Collected data:
=== Section Start ===

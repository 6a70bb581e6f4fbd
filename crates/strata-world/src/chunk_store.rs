//! Persistent chunk records and their on-disk layout.
//!
//! Each chunk lives in its own gzip-compressed NBT file whose root compound
//! holds a `Level` compound with these fields:
//!
//! | Path | Tag |
//! |------|-----|
//! | `/Level/xPos` | Int |
//! | `/Level/zPos` | Int |
//! | `/Level/Blocks` | ByteArray (32768) |
//! | `/Level/Data` | ByteArray (16384) |
//! | `/Level/SkyLight` | ByteArray (16384) |
//! | `/Level/BlockLight` | ByteArray (16384) |
//! | `/Level/HeightMap` | ByteArray (256) |
//!
//! Files are laid out as
//! `<world>/<b36(x & 63)>/<b36(z & 63)>/c.<b36(x)>.<b36(z)>.dat`.

use std::fs;
use std::io::{self, Cursor};
use std::path::{Path, PathBuf};

use quartz_nbt::io::{Flavor, NbtIoError};
use quartz_nbt::{NbtCompound, NbtTag};

use crate::chunk::{CHUNK_COLUMNS, CHUNK_VOLUME, ChunkData};
use crate::coords::ChunkCoord;

const BASE36_DIGITS: &[u8; 36] = b"0123456789abcdefghijklmnopqrstuvwxyz";

/// Errors from decoding a persisted chunk record.
#[derive(Debug, thiserror::Error)]
pub enum DecodeError {
    /// The bytes are not a readable gzip NBT document.
    #[error("unreadable NBT: {0}")]
    Nbt(#[from] NbtIoError),
    /// A required field is absent.
    #[error("missing field {0}")]
    MissingField(&'static str),
    /// A required field has an unexpected tag type.
    #[error("field {path} is not a{expected}")]
    WrongType {
        /// Field path.
        path: &'static str,
        /// Expected tag kind, with article spacing.
        expected: &'static str,
    },
    /// A byte array does not match the fixed chunk dimensions.
    #[error("field {path} has {actual} bytes, expected {expected}")]
    BadLength {
        /// Field path.
        path: &'static str,
        /// Required length.
        expected: usize,
        /// Length found.
        actual: usize,
    },
}

/// Errors from loading or saving chunks.
#[derive(Debug, thiserror::Error)]
pub enum StoreError {
    /// No record exists for the chunk.
    #[error("chunk {0} not found")]
    NotFound(ChunkCoord),
    /// The record exists but could not be read or written.
    #[error("I/O error on {}: {source}", path.display())]
    Io {
        /// File involved.
        path: PathBuf,
        /// Underlying error.
        #[source]
        source: io::Error,
    },
    /// The record is corrupt.
    #[error("corrupt chunk record: {0}")]
    Decode(#[from] DecodeError),
    /// The chunk could not be encoded.
    #[error("failed to encode chunk: {0}")]
    Encode(#[source] NbtIoError),
    /// The record describes a different chunk than the one requested.
    #[error("record for chunk {requested} claims to be chunk {found}")]
    CoordinateMismatch {
        /// Coordinate asked for.
        requested: ChunkCoord,
        /// Coordinate stored in the record.
        found: ChunkCoord,
    },
}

=== Section End ===

▶ INSTRUCTIONS TO FOLLOW: Filter the entries by the string "with" and copy each matching line.

▶ EXERCISE SOLUTION:
//! holds a `Level` compound with these fields:
        /// Expected tag kind, with article spacing.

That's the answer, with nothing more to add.